[Opening DATA SHOWN section]
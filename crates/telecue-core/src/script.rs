//! Script text loaded for presentation

use std::io::Read;
use std::path::{Path, PathBuf};

use crate::{Error, Result};

/// Text shown on the prompter
#[derive(Debug, Clone, Default, PartialEq, Eq)]
pub struct Script {
    text: String,
    source: Option<PathBuf>,
}

impl Script {
    pub fn new(text: impl Into<String>) -> Self {
        Self {
            text: normalize(&text.into()),
            source: None,
        }
    }

    /// Read a UTF-8 text file
    pub fn load(path: &Path) -> Result<Self> {
        let bytes = std::fs::read(path)?;
        let text = String::from_utf8(bytes).map_err(|_| {
            Error::Script(format!("{} is not a UTF-8 text file", path.display()))
        })?;
        tracing::debug!(path = %path.display(), bytes = text.len(), "Loaded script");
        Ok(Self {
            text: normalize(&text),
            source: Some(path.to_path_buf()),
        })
    }

    /// Read the whole script from a reader (stdin)
    pub fn from_reader(mut reader: impl Read) -> Result<Self> {
        let mut bytes = Vec::new();
        reader.read_to_end(&mut bytes)?;
        let text = String::from_utf8(bytes)
            .map_err(|_| Error::Script("input is not UTF-8 text".to_string()))?;
        Ok(Self::new(text))
    }

    pub fn text(&self) -> &str {
        &self.text
    }

    pub fn source(&self) -> Option<&Path> {
        self.source.as_deref()
    }

    /// True when there is nothing but whitespace to present
    pub fn is_blank(&self) -> bool {
        self.text.trim().is_empty()
    }

    /// File name used in the status bar
    pub fn title(&self) -> String {
        self.source
            .as_ref()
            .and_then(|p| p.file_name())
            .map(|n| n.to_string_lossy().into_owned())
            .unwrap_or_else(|| "stdin".to_string())
    }
}

// CRLF and lone CR become LF, tabs become four spaces
fn normalize(text: &str) -> String {
    text.replace("\r\n", "\n").replace('\r', "\n").replace('\t', "    ")
}

#[cfg(test)]
mod tests {
    use super::*;

    #[test]
    fn test_normalizes_line_endings() {
        let script = Script::new("one\r\ntwo\rthree\tfour");
        assert_eq!(script.text(), "one\ntwo\nthree    four");
    }

    #[test]
    fn test_blank_script() {
        assert!(Script::new("  \n\t \n").is_blank());
        assert!(!Script::new("hello").is_blank());
    }

    #[test]
    fn test_load_file() {
        let dir = tempfile::tempdir().unwrap();
        let path = dir.path().join("talk.txt");
        std::fs::write(&path, "Good evening.\n").unwrap();

        let script = Script::load(&path).unwrap();
        assert_eq!(script.text(), "Good evening.\n");
        assert_eq!(script.title(), "talk.txt");
        assert_eq!(script.source(), Some(path.as_path()));
    }

    #[test]
    fn test_load_rejects_binary() {
        let dir = tempfile::tempdir().unwrap();
        let path = dir.path().join("blob.bin");
        std::fs::write(&path, [0xff, 0xfe, 0x00, 0x80]).unwrap();

        let err = Script::load(&path).unwrap_err();
        assert!(matches!(err, Error::Script(_)));
    }

    #[test]
    fn test_from_reader() {
        let script = Script::from_reader("line\r\n".as_bytes()).unwrap();
        assert_eq!(script.text(), "line\n");
        assert_eq!(script.title(), "stdin");
    }
}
[Closing DATA SHOWN section]
§ WORK INSTRUCTIONS
What is needed is the number of lines in these entries that include the word "evening"; please give it alone.

§ RESPONSE AREA
2